[ASSIGNMENT]
Your answer should be one number: how many lines of the records hold the string "tabsync".

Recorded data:
//! In-memory implementation of the authoritative API.
//!
//! Simulates the server for tests and demos: it owns a task map, assigns
//! server-side identifiers, and can be told to fail upcoming calls so
//! the queue's retry behavior and the reconciler's fetch fallbacks can
//! be exercised deterministically.

use crate::api::{ApiError, Page, TaskApi, TaskPage};
use chrono::Utc;
use std::collections::BTreeMap;
use std::sync::Mutex;
use task_model::{Task, TaskDraft, TaskPatch, TaskStats, TaskStatus};

#[derive(Default)]
struct Inner {
    tasks: BTreeMap<String, Task>,
    next_id: u64,
    /// Number of upcoming calls that fail with a network error.
    fail_next: u32,
    /// While set, every call fails with a network error.
    offline: bool,
    /// Total calls observed, failed or not.
    calls: u64,
}

/// In-memory authoritative API with programmable failures.
#[derive(Default)]
pub struct InMemoryApi {
    inner: Mutex<Inner>,
}

impl InMemoryApi {
    /// Create an empty server.
    pub fn new() -> Self {
        Self::default()
    }

    /// Seed a task directly into the server's collection.
    pub fn insert(&self, task: Task) {
        let mut inner = self.inner.lock().unwrap();
        inner.tasks.insert(task.id.clone(), task);
    }

    /// Make the next `n` calls fail with a network error.
    pub fn fail_next(&self, n: u32) {
        self.inner.lock().unwrap().fail_next = n;
    }

    /// Simulate the server being unreachable.
    pub fn set_offline(&self, offline: bool) {
        self.inner.lock().unwrap().offline = offline;
    }

    /// Look up a task as stored server-side.
    pub fn task(&self, id: &str) -> Option<Task> {
        self.inner.lock().unwrap().tasks.get(id).cloned()
    }

    /// Number of tasks stored server-side.
    pub fn len(&self) -> usize {
        self.inner.lock().unwrap().tasks.len()
    }

    /// Check whether the server holds no tasks.
    pub fn is_empty(&self) -> bool {
        self.len() == 0
    }

    /// Total calls observed, including failed ones.
    pub fn calls(&self) -> u64 {
        self.inner.lock().unwrap().calls
    }

    fn gate(inner: &mut Inner) -> Result<(), ApiError> {
        inner.calls += 1;
        if inner.offline {
            return Err(ApiError::Network("offline".to_string()));
        }
        if inner.fail_next > 0 {
            inner.fail_next -= 1;
            return Err(ApiError::Network("injected failure".to_string()));
        }
        Ok(())
    }
}

impl TaskApi for InMemoryApi {
    async fn create_task(&self, draft: &TaskDraft) -> Result<Task, ApiError> {
        let mut inner = self.inner.lock().unwrap();
        Self::gate(&mut inner)?;

        inner.next_id += 1;
        let id = format!("srv-{}", inner.next_id);
        let mut task = Task::new(id.clone(), draft.title.clone());
        task.description = draft.description.clone();
        task.priority = draft.priority;
        task.category = draft.category.clone();
        task.due_date = draft.due_date;
        inner.tasks.insert(id, task.clone());
        Ok(task)
    }

    async fn update_task(&self, id: &str, patch: &TaskPatch) -> Result<Task, ApiError> {
        let mut inner = self.inner.lock().unwrap();
        Self::gate(&mut inner)?;

        let task = inner
            .tasks
            .get_mut(id)
            .ok_or_else(|| ApiError::NotFound(id.to_string()))?;
        task.apply_patch(patch);
        Ok(task.clone())
    }

    async fn delete_task(&self, id: &str) -> Result<(), ApiError> {
        let mut inner = self.inner.lock().unwrap();
        Self::gate(&mut inner)?;

        inner
            .tasks
            .remove(id)
            .map(|_| ())
            .ok_or_else(|| ApiError::NotFound(id.to_string()))
    }

    async fn toggle_task(&self, id: &str) -> Result<Task, ApiError> {
        let mut inner = self.inner.lock().unwrap();
        Self::gate(&mut inner)?;

        let task = inner
            .tasks
            .get_mut(id)
            .ok_or_else(|| ApiError::NotFound(id.to_string()))?;
        task.toggle();
        Ok(task.clone())
    }

    async fn move_task(&self, id: &str, to_state: TaskStatus) -> Result<Task, ApiError> {
        let mut inner = self.inner.lock().unwrap();
        Self::gate(&mut inner)?;

        let task = inner
            .tasks
            .get_mut(id)
            .ok_or_else(|| ApiError::NotFound(id.to_string()))?;
        task.set_status(to_state);
        Ok(task.clone())
    }

    async fn fetch_task(&self, id: &str) -> Result<Task, ApiError> {
        let mut inner = self.inner.lock().unwrap();
        Self::gate(&mut inner)?;

        inner
            .tasks
            .get(id)
            .cloned()
            .ok_or_else(|| ApiError::NotFound(id.to_string()))
    }

    async fn fetch_tasks(&self, page: Page) -> Result<TaskPage, ApiError> {
        let mut inner = self.inner.lock().unwrap();
        Self::gate(&mut inner)?;

        let total = inner.tasks.len() as u64;
        let skip = (page.number.saturating_sub(1) as usize) * page.size as usize;
        let tasks: Vec<Task> = inner
            .tasks
            .values()
            .skip(skip)
            .take(page.size as usize)
            .cloned()
            .collect();
        Ok(TaskPage {
            tasks,
            page: page.number,
            per_page: page.size,
            total,
        })
    }

    async fn fetch_stats(&self) -> Result<TaskStats, ApiError> {
        let mut inner = self.inner.lock().unwrap();
        Self::gate(&mut inner)?;

        Ok(TaskStats::compute(inner.tasks.values(), Utc::now()))
    }

    async fn bulk_update(&self, ids: &[String], patch: &TaskPatch) -> Result<usize, ApiError> {
        let mut inner = self.inner.lock().unwrap();
        Self::gate(&mut inner)?;

        let mut updated = 0;
        for id in ids {
            if let Some(task) = inner.tasks.get_mut(id) {
                task.apply_patch(patch);
                updated += 1;
            }
        }
        Ok(updated)
    }

    async fn bulk_delete(&self, ids: &[String]) -> Result<usize, ApiError> {
        let mut inner = self.inner.lock().unwrap();
        Self::gate(&mut inner)?;

        let mut deleted = 0;
        for id in ids {
            if inner.tasks.remove(id).is_some() {
                deleted += 1;
            }
        }
        Ok(deleted)
    }
}
//! Client-side task synchronization engine.
//!
//! Keeps a task list responsive and consistent on an unreliable
//! network:
//!
//! - **Optimistic mutations**: every change lands in the local
//!   collection immediately and is confirmed (or rolled back) against
//!   the authoritative API.
//! - **Durable action queue**: mutations made while offline persist
//!   across restarts and replay in order on reconnect, with a bounded
//!   retry cap per action.
//! - **Live channel**: a typed push-event stream with exponential
//!   reconnect backoff and a terminal failed state after the attempt
//!   cap.
//! - **Reconciler**: merges push events into the canonical collection
//!   with per-event-kind dedup rules, falling back to single-entity
//!   fetches or a full resync when a merge is impossible.
//! - **Caches**: whole-collection snapshots for offline reads plus a
//!   TTL-bounded response cache.
//! - **Tab sync**: display theme propagation across tabs sharing one
//!   storage area.
//!
//! [`TaskSyncEngine`] composes all of the above behind one mutation
//! surface; the individual components are exported for hosts that need
//! to wire them differently.

pub mod api;
pub mod cache;
pub mod channel;
pub mod connectivity;
pub mod engine;
pub mod error;
pub mod event;
pub mod memory_api;
pub mod queue;
pub mod reconciler;
pub mod storage;
pub mod tabsync;

pub use api::{ApiError, Page, TaskApi, TaskPage};
pub use cache::{ResponseCache, SnapshotCache, SnapshotKind};
pub use channel::{ChannelConfig, ChannelStatus, ConnectionState, LiveChannel, RetrySchedule};
pub use connectivity::{ConnectivityChange, ConnectivityInfo, ConnectivityMonitor};
pub use engine::{SyncStatus, TaskSyncEngine};
pub use error::{SyncError, SyncResult};
pub use event::{ClientEvent, EventEnvelope, PushEvent};
pub use memory_api::InMemoryApi;
pub use queue::{ActionQueue, DrainReport, QueuedAction, ReplayOutcome, ReplayState, TaskAction};
pub use reconciler::{ReconcileOutcome, Reconciler};
pub use storage::{KeyValueStore, MemoryStore};
pub use tabsync::{SignalSource, TabSync};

[SOLUTION BELOW]
2